"""

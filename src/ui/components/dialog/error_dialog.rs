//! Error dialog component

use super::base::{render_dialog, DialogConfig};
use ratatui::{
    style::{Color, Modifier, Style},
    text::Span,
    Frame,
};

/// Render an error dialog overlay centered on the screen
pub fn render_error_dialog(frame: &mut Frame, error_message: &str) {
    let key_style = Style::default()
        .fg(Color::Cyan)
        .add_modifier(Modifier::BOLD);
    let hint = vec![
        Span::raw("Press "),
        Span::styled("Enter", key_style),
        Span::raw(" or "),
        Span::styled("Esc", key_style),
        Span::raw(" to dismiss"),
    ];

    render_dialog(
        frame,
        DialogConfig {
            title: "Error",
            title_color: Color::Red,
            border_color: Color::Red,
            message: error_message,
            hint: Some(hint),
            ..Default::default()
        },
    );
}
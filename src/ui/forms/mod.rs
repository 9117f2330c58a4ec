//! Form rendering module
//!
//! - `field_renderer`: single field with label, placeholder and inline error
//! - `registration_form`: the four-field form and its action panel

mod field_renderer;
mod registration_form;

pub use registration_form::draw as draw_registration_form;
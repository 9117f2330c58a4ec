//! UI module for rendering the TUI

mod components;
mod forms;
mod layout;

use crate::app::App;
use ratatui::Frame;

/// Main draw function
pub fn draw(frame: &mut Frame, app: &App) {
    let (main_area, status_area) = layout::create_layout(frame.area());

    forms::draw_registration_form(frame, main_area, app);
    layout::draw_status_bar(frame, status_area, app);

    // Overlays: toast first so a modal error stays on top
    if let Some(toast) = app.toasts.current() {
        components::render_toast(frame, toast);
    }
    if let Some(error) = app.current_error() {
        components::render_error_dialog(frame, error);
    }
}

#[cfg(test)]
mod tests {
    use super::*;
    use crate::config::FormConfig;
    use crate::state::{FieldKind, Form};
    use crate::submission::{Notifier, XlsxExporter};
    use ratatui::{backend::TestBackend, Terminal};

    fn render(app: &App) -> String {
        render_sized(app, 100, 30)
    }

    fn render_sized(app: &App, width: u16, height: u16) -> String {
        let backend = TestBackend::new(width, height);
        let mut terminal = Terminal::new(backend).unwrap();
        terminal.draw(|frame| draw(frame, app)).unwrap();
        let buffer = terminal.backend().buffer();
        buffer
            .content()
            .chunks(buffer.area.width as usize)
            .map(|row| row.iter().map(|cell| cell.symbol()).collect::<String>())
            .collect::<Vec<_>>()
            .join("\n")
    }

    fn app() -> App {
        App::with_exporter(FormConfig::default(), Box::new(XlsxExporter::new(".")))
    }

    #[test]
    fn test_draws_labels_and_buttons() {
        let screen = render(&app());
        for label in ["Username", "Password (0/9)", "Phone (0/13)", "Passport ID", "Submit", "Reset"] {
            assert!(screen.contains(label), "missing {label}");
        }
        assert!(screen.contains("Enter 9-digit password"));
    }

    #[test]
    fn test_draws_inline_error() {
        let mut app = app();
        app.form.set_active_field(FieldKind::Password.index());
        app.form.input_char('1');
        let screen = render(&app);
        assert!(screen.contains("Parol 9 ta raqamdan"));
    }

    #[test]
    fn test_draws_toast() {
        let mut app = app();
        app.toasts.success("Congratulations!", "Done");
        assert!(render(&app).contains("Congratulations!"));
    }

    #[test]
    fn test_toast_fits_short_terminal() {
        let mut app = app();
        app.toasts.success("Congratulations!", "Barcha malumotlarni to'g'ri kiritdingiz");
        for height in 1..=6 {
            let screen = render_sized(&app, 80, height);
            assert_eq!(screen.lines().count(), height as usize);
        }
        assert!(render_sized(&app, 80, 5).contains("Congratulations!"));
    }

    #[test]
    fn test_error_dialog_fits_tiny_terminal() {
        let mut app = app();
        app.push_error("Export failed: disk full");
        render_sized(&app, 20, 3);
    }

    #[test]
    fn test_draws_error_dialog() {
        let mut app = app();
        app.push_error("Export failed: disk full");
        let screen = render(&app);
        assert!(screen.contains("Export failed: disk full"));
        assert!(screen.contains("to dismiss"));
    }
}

"""

● Try it: Each line of the listing is to be repeated without alteration.

● Solution below:
filename src/ui/components/dialog/error_dialog.rs
//! Error dialog component

use super::base::{render_dialog, DialogConfig};
use ratatui::{
    style::{Color, Modifier, Style},
    text::Span,
    Frame,
};

/// Render an error dialog overlay centered on the screen
pub fn render_error_dialog(frame: &mut Frame, error_message: &str) {
    let key_style = Style::default()
        .fg(Color::Cyan)
        .add_modifier(Modifier::BOLD);
    let hint = vec![
        Span::raw("Press "),
        Span::styled("Enter", key_style),
        Span::raw(" or "),
        Span::styled("Esc", key_style),
        Span::raw(" to dismiss"),
    ];

    render_dialog(
        frame,
        DialogConfig {
            title: "Error",
            title_color: Color::Red,
            border_color: Color::Red,
            message: error_message,
            hint: Some(hint),
            ..Default::default()
        },
    );
}
filename src/ui/forms/mod.rs
repository 9117f2330c58a4ec
//! Form rendering module
//!
//! - `field_renderer`: single field with label, placeholder and inline error
//! - `registration_form`: the four-field form and its action panel

mod field_renderer;
mod registration_form;

pub use registration_form::draw as draw_registration_form;
repository 9117f2330c58a4ec
//! UI module for rendering the TUI

mod components;
mod forms;
mod layout;

use crate::app::App;
use ratatui::Frame;

/// Main draw function
pub fn draw(frame: &mut Frame, app: &App) {
    let (main_area, status_area) = layout::create_layout(frame.area());

    forms::draw_registration_form(frame, main_area, app);
    layout::draw_status_bar(frame, status_area, app);

    // Overlays: toast first so a modal error stays on top
    if let Some(toast) = app.toasts.current() {
        components::render_toast(frame, toast);
    }
    if let Some(error) = app.current_error() {
        components::render_error_dialog(frame, error);
    }
}

#[cfg(test)]
mod tests {
    use super::*;
    use crate::config::FormConfig;
    use crate::state::{FieldKind, Form};
    use crate::submission::{Notifier, XlsxExporter};
    use ratatui::{backend::TestBackend, Terminal};

    fn render(app: &App) -> String {
        render_sized(app, 100, 30)
    }

    fn render_sized(app: &App, width: u16, height: u16) -> String {
        let backend = TestBackend::new(width, height);
        let mut terminal = Terminal::new(backend).unwrap();
        terminal.draw(|frame| draw(frame, app)).unwrap();
        let buffer = terminal.backend().buffer();
        buffer
            .content()
            .chunks(buffer.area.width as usize)
            .map(|row| row.iter().map(|cell| cell.symbol()).collect::<String>())
            .collect::<Vec<_>>()
            .join("\n")
    }

    fn app() -> App {
        App::with_exporter(FormConfig::default(), Box::new(XlsxExporter::new(".")))
    }

    #[test]
    fn test_draws_labels_and_buttons() {
        let screen = render(&app());
        for label in ["Username", "Password (0/9)", "Phone (0/13)", "Passport ID", "Submit", "Reset"] {
            assert!(screen.contains(label), "missing {label}");
        }
        assert!(screen.contains("Enter 9-digit password"));
    }

    #[test]
    fn test_draws_inline_error() {
        let mut app = app();
        app.form.set_active_field(FieldKind::Password.index());
        app.form.input_char('1');
        let screen = render(&app);
        assert!(screen.contains("Parol 9 ta raqamdan"));
    }

    #[test]
    fn test_draws_toast() {
        let mut app = app();
        app.toasts.success("Congratulations!", "Done");
        assert!(render(&app).contains("Congratulations!"));
    }

    #[test]
    fn test_toast_fits_short_terminal() {
        let mut app = app();
        app.toasts.success("Congratulations!", "Barcha malumotlarni to'g'ri kiritdingiz");
        for height in 1..=6 {
            let screen = render_sized(&app, 80, height);
            assert_eq!(screen.lines().count(), height as usize);
        }
        assert!(render_sized(&app, 80, 5).contains("Congratulations!"));
    }

    #[test]
    fn test_error_dialog_fits_tiny_terminal() {
        let mut app = app();
        app.push_error("Export failed: disk full");
        render_sized(&app, 20, 3);
    }

    #[test]
    fn test_draws_error_dialog() {
        let mut app = app();
        app.push_error("Export failed: disk full");
        let screen = render(&app);
        assert!(screen.contains("Export failed: disk full"));
        assert!(screen.contains("to dismiss"));
    }
}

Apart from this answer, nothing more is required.